Legacy of 1969 Charleston hospital workers strike 'often overlooked,' some say

The only physical remembrance at the Medical University of South Carolina of the 1969 hospital workers strike is a silver-and-black historic marker that stands modestly along a pedestrian entrance to the campus.

It describes, succinctly, what happened that spring. But on a recent weekday afternoon, few stopped to read it, few used this entrance, few walked along this stretch of Ashley Avenue where the marker, nestled in some foliage, is visible in front of the College of Dental Medicine.

On this particular day, only one or two employees sat nearby on a bench to eat lunch, lost in their private thoughts, seemingly unconcerned about an event that took place 50 years ago.

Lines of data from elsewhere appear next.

//! 스테이징 아티팩트 정리
//!
//! 집계 후 추출 디렉토리와 아카이브를 제거합니다. 이미 없는 경로는 에러가 아닙니다.

use std::io::ErrorKind;

use serde::Serialize;
use tracing::{debug, warn};

use crate::context::ScanContext;

/// 정리 결과
#[derive(Debug, Clone, Copy, Default, PartialEq, Eq, Serialize)]
pub struct CleanupSummary {
    /// 추출 디렉토리를 제거했는지
    pub removed_dir: bool,
    /// 아카이브 파일을 제거했는지
    pub removed_archive: bool,
}

/// 스캔 컨텍스트의 아티팩트를 제거합니다.
///
/// `keep_artifacts`가 켜져 있으면 아무것도 제거하지 않습니다.
pub async fn cleanup(ctx: &ScanContext, keep_artifacts: bool) -> CleanupSummary {
    let artifact = ctx.artifact();
    if keep_artifacts {
        debug!(
            scan_id = ctx.scan_id(),
            extract_dir = %artifact.extract_dir.display(),
            "keeping staged artifacts"
        );
        return CleanupSummary::default();
    }

    let removed_dir = match tokio::fs::remove_dir_all(&artifact.extract_dir).await {
        Ok(()) => true,
        Err(e) if e.kind() == ErrorKind::NotFound => false,
        Err(e) => {
            warn!(
                path = %artifact.extract_dir.display(),
                error = %e,
                "failed to remove extraction directory"
            );
            false
        }
    };

    let removed_archive = match tokio::fs::remove_file(&artifact.archive_path).await {
        Ok(()) => true,
        Err(e) if e.kind() == ErrorKind::NotFound => false,
        Err(e) => {
            warn!(
                path = %artifact.archive_path.display(),
                error = %e,
                "failed to remove image archive"
            );
            false
        }
    };

    debug!(scan_id = ctx.scan_id(), removed_dir, removed_archive, "cleanup finished");
    CleanupSummary {
        removed_dir,
        removed_archive,
    }
}

#[cfg(test)]
mod tests {
    use super::*;
    use imagewarden_core::types::ImageRef;

    fn staged_context(dir: &std::path::Path) -> ScanContext {
        let ctx = ScanContext::new(ImageRef::parse("busybox:1.36").unwrap(), dir);
        std::fs::create_dir_all(ctx.artifact().extract_dir.join("layer")).unwrap();
        std::fs::write(&ctx.artifact().archive_path, b"tar").unwrap();
        ctx
    }

    #[tokio::test]
    async fn removes_directory_and_archive() {
        let dir = tempfile::tempdir().unwrap();
        let ctx = staged_context(dir.path());

        let summary = cleanup(&ctx, false).await;

        assert!(summary.removed_dir);
        assert!(summary.removed_archive);
        assert!(!ctx.artifact().extract_dir.exists());
        assert!(!ctx.artifact().archive_path.exists());
    }

    #[tokio::test]
    async fn missing_artifacts_are_not_errors() {
        let dir = tempfile::tempdir().unwrap();
        let ctx = ScanContext::new(ImageRef::parse("busybox").unwrap(), dir.path());

        assert_eq!(cleanup(&ctx, false).await, CleanupSummary::default());
    }

    #[tokio::test]
    async fn keep_artifacts_skips_removal() {
        let dir = tempfile::tempdir().unwrap();
        let ctx = staged_context(dir.path());

        let summary = cleanup(&ctx, true).await;

        assert_eq!(summary, CleanupSummary::default());
        assert!(ctx.artifact().extract_dir.exists());
        assert!(ctx.artifact().archive_path.exists());
    }
}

Nevertheless, the strike was one of the most significant episodes of the civil rights movement. It was the last large-scale civil rights march of the 1960s. It came in the wake of Martin Luther King Jr.’s assassination a year earlier and revitalized King’s Southern Christian Leadership Conference. It helped extend King’s Poor People’s Campaign, which focused on economic justice issues. It galvanized Charleston’s health care workers and put their supervisors on notice.

Read more: https://www.postandcourier.com/news/local_state_news/legacy-of-charleston-hospital-workers-strike-often-overlooked-some-say/article_246939ce-8608-11e9-a5cf-5786273935cf.html
(Charleston Post and Courier)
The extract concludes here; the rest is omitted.